Stored data
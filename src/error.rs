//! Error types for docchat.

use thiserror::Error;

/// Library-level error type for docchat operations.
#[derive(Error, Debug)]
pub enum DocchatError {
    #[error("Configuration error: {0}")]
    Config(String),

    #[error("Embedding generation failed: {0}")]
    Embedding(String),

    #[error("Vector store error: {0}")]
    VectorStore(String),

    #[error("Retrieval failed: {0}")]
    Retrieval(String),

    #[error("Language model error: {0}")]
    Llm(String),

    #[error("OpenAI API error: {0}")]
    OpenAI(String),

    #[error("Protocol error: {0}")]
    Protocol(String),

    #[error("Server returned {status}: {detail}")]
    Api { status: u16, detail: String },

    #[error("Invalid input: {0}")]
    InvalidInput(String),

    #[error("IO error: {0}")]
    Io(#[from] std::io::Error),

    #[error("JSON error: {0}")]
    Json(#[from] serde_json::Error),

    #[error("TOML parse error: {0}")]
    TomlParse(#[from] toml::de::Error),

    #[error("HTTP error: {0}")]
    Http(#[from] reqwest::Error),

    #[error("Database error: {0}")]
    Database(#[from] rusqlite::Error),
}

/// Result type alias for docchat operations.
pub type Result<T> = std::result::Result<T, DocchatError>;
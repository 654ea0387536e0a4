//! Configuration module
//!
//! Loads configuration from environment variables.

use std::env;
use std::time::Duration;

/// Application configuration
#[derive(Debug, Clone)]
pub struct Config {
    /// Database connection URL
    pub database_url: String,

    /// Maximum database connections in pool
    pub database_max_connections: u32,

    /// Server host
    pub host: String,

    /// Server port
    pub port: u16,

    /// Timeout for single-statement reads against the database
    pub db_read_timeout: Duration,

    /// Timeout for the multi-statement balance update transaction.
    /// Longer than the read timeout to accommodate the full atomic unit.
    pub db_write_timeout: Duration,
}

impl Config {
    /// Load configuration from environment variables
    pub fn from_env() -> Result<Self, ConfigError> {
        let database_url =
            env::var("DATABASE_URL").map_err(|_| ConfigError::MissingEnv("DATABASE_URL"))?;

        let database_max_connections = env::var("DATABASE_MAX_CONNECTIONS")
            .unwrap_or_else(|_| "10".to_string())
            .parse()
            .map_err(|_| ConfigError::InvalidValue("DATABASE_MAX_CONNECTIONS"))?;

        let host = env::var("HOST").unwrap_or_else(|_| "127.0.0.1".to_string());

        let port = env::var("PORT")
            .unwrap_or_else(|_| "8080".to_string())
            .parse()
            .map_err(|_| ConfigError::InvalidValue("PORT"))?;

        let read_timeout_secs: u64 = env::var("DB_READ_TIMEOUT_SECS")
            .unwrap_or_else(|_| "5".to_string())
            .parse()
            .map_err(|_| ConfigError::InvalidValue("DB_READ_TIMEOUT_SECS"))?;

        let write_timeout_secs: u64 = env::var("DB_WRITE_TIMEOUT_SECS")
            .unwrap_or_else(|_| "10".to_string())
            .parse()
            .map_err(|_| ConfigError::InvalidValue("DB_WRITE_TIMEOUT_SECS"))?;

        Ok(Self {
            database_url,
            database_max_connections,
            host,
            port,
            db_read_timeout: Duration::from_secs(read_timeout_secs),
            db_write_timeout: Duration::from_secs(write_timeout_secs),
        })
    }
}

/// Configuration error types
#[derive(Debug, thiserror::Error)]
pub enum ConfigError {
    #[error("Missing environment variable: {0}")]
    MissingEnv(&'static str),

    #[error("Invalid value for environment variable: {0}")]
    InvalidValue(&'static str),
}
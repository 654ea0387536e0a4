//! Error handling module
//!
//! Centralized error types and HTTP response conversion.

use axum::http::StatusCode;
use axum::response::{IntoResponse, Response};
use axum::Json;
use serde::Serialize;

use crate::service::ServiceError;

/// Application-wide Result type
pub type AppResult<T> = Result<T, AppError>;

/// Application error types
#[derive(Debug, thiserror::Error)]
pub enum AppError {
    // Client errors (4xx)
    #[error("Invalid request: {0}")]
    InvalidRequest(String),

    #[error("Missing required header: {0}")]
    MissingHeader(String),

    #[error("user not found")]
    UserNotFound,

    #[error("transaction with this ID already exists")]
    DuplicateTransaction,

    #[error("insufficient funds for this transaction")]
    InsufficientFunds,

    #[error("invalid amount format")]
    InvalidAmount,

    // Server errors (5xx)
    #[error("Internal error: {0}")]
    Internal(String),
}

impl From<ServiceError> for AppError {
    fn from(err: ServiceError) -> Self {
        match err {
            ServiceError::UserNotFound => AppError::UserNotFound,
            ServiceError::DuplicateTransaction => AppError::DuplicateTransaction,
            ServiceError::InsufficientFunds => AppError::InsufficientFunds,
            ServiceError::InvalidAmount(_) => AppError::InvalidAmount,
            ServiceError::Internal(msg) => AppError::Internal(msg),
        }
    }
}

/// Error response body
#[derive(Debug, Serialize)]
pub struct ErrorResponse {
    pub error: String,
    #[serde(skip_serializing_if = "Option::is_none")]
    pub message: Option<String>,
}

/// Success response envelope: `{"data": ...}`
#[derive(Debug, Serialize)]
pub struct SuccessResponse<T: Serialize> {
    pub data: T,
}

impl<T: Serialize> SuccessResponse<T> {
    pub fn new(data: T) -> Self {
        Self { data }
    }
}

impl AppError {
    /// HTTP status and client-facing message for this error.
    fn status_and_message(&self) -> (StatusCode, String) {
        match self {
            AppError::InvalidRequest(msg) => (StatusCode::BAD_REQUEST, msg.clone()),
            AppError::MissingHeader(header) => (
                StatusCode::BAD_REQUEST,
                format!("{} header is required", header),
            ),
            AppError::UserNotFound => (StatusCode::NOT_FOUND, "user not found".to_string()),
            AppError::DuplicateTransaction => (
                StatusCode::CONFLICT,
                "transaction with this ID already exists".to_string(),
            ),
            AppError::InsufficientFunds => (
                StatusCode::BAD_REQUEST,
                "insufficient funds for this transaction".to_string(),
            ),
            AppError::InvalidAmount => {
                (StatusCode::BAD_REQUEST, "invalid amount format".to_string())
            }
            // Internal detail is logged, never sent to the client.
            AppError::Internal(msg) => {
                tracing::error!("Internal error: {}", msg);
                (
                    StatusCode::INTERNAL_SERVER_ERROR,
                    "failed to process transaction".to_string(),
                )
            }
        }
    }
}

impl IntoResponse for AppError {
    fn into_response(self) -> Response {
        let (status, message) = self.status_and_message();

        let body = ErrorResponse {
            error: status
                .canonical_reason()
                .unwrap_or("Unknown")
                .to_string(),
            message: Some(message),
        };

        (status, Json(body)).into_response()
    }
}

TASK DESCRIPTION
Using the records above, copy word for word the line with "pub fn from_env()", the line with "let read_timeout_secs: u64", and every line between them.

SOLUTION FOR THIS EXERCISE
    pub fn from_env() -> Result<Self, ConfigError> {
        let database_url =
            env::var("DATABASE_URL").map_err(|_| ConfigError::MissingEnv("DATABASE_URL"))?;

        let database_max_connections = env::var("DATABASE_MAX_CONNECTIONS")
            .unwrap_or_else(|_| "10".to_string())
            .parse()
            .map_err(|_| ConfigError::InvalidValue("DATABASE_MAX_CONNECTIONS"))?;

        let host = env::var("HOST").unwrap_or_else(|_| "127.0.0.1".to_string());

        let port = env::var("PORT")
            .unwrap_or_else(|_| "8080".to_string())
            .parse()
            .map_err(|_| ConfigError::InvalidValue("PORT"))?;

        let read_timeout_secs: u64 = env::var("DB_READ_TIMEOUT_SECS")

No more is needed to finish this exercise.